### Exercise prompt:
Using the material that follows, say how many lines contain the string "OrderType". Answer with a number only.

"""

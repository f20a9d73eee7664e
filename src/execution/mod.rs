use async_trait::async_trait;
use reqwest::{Client, Method};
use rust_decimal::Decimal;
use serde::de::DeserializeOwned;
use std::time::Duration;
use tracing::debug;

use crate::binance::auth::BinanceAuth;
use crate::binance::error::BinanceError;
use crate::binance::types::*;
use crate::sizing::MarketRules;

pub const DEFAULT_REST_URL: &str = "https://api.binance.com";

#[derive(Debug, Clone, PartialEq)]
pub struct OrderRequest {
    pub symbol: String,
    pub side: OrderSide,
    pub order_type: OrderType,
    pub qty: Decimal,
    /// Required for limit orders, ignored for market orders
    pub price: Option<Decimal>,
}

impl OrderRequest {
    pub fn market(symbol: &str, side: OrderSide, qty: Decimal) -> Self {
        Self {
            symbol: symbol.to_string(),
            side,
            order_type: OrderType::Market,
            qty,
            price: None,
        }
    }

    pub fn limit(symbol: &str, side: OrderSide, qty: Decimal, price: Decimal) -> Self {
        Self {
            symbol: symbol.to_string(),
            side,
            order_type: OrderType::Limit,
            qty,
            price: Some(price),
        }
    }

    fn params(&self) -> Vec<(&'static str, String)> {
        let mut params = vec![
            ("symbol", self.symbol.clone()),
            ("side", self.side.as_str().to_string()),
            ("type", self.order_type.as_str().to_string()),
            ("quantity", self.qty.normalize().to_string()),
            ("newOrderRespType", "RESULT".to_string()),
        ];

        if self.order_type == OrderType::Limit {
            if let Some(price) = self.price {
                params.push(("price", price.normalize().to_string()));
            }
            params.push(("timeInForce", "GTC".to_string()));
        }

        params
    }
}

/// Everything the trader needs from an exchange.
#[async_trait]
pub trait Exchange: Send + Sync {
    async fn last_price(&self, symbol: &str) -> Result<Decimal, BinanceError>;

    async fn free_balance(&self, asset: &str) -> Result<Decimal, BinanceError>;

    async fn market_rules(&self, symbol: &str) -> Result<MarketRules, BinanceError>;

    async fn place_order(&self, request: &OrderRequest) -> Result<OrderResponse, BinanceError>;

    async fn order_status(&self, symbol: &str, order_id: u64) -> Result<OrderResponse, BinanceError>;

    async fn cancel_order(&self, symbol: &str, order_id: u64) -> Result<OrderResponse, BinanceError>;
}

pub struct BinanceClient {
    client: Client,
    auth: Option<BinanceAuth>,
    rest_url: String,
    recv_window: u64,
}

impl BinanceClient {
    pub fn new(rest_url: String, auth: Option<BinanceAuth>, recv_window: u64) -> Result<Self, BinanceError> {
        Ok(Self {
            client: Client::builder()
                .timeout(Duration::from_secs(10))
                .build()?,
            auth,
            rest_url: rest_url.trim_end_matches('/').to_string(),
            recv_window,
        })
    }

    async fn public_get<T: DeserializeOwned>(
        &self,
        path: &str,
        params: &[(&str, String)],
    ) -> Result<T, BinanceError> {
        let url = format!("{}{}", self.rest_url, path);
        debug!("GET {}", path);

        let response = self.client.get(&url).query(params).send().await?;
        decode(response).await
    }

    async fn signed<T: DeserializeOwned>(
        &self,
        method: Method,
        path: &'static str,
        params: &[(&str, String)],
    ) -> Result<T, BinanceError> {
        let auth = self
            .auth
            .as_ref()
            .ok_or(BinanceError::MissingCredentials(path))?;

        let query = auth.sign_query(params, BinanceAuth::get_timestamp(), self.recv_window);
        let url = format!("{}{}?{}", self.rest_url, path, query);
        debug!("{} {}", method, path);

        let response = self
            .client
            .request(method, &url)
            .header("X-MBX-APIKEY", auth.get_api_key())
            .send()
            .await?;

        decode(response).await
    }
}

async fn decode<T: DeserializeOwned>(response: reqwest::Response) -> Result<T, BinanceError> {
    let status = response.status();
    let body = response.text().await?;

    if !status.is_success() {
        return Err(match serde_json::from_str::<ApiErrorBody>(&body) {
            Ok(err) => BinanceError::Api {
                status: status.as_u16(),
                code: err.code,
                msg: err.msg,
            },
            Err(_) => BinanceError::Api {
                status: status.as_u16(),
                code: 0,
                msg: body,
            },
        });
    }

    Ok(serde_json::from_str(&body)?)
}

#[async_trait]
impl Exchange for BinanceClient {
    async fn last_price(&self, symbol: &str) -> Result<Decimal, BinanceError> {
        let ticker: Ticker24h = self
            .public_get("/api/v3/ticker/24hr", &[("symbol", symbol.to_string())])
            .await?;
        Ok(ticker.last_price.round_dp(8))
    }

    async fn free_balance(&self, asset: &str) -> Result<Decimal, BinanceError> {
        let account: AccountInfo = self.signed(Method::GET, "/api/v3/account", &[]).await?;

        // Binance omits assets the account has never held
        Ok(account
            .balances
            .iter()
            .find(|b| b.asset == asset)
            .map(|b| b.free.round_dp(8))
            .unwrap_or(Decimal::ZERO))
    }

    async fn market_rules(&self, symbol: &str) -> Result<MarketRules, BinanceError> {
        let info: ExchangeInfo = self
            .public_get("/api/v3/exchangeInfo", &[("symbol", symbol.to_string())])
            .await?;

        let symbol_info = info
            .symbols
            .iter()
            .find(|s| s.symbol == symbol)
            .ok_or_else(|| BinanceError::UnknownSymbol(symbol.to_string()))?;

        MarketRules::from_symbol(symbol_info)
    }

    async fn place_order(&self, request: &OrderRequest) -> Result<OrderResponse, BinanceError> {
        self.signed(Method::POST, "/api/v3/order", &request.params()).await
    }

    async fn order_status(&self, symbol: &str, order_id: u64) -> Result<OrderResponse, BinanceError> {
        let params = [("symbol", symbol.to_string()), ("orderId", order_id.to_string())];
        self.signed(Method::GET, "/api/v3/order", &params).await
    }

    async fn cancel_order(&self, symbol: &str, order_id: u64) -> Result<OrderResponse, BinanceError> {
        let params = [("symbol", symbol.to_string()), ("orderId", order_id.to_string())];
        self.signed(Method::DELETE, "/api/v3/order", &params).await
    }
}
use hmac::{Hmac, Mac};
use sha2::Sha256;

type HmacSha256 = Hmac<Sha256>;

pub struct BinanceAuth {
    api_key: String,
    api_secret: String,
}

impl BinanceAuth {
    pub fn new(api_key: String, api_secret: String) -> Self {
        Self { api_key, api_secret }
    }

    pub fn get_api_key(&self) -> &str {
        &self.api_key
    }

    /// HMAC-SHA256 of the full query string, hex encoded.
    pub fn generate_signature(&self, query: &str) -> String {
        let mut mac = HmacSha256::new_from_slice(self.api_secret.as_bytes())
            .expect("HMAC can take key of any size");

        mac.update(query.as_bytes());

        hex::encode(mac.finalize().into_bytes())
    }

    /// Current timestamp in milliseconds
    pub fn get_timestamp() -> u64 {
        chrono::Utc::now().timestamp_millis() as u64
    }

    /// Builds `params&timestamp=..&recvWindow=..&signature=..` ready to send.
    pub fn sign_query(&self, params: &[(&str, String)], timestamp: u64, recv_window: u64) -> String {
        let query = url::form_urlencoded::Serializer::new(String::new())
            .extend_pairs(params.iter().map(|(k, v)| (*k, v.as_str())))
            .append_pair("recvWindow", &recv_window.to_string())
            .append_pair("timestamp", &timestamp.to_string())
            .finish();

        let signature = self.generate_signature(&query);
        format!("{}&signature={}", query, signature)
    }
}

"""

### Solution to this exercise:
4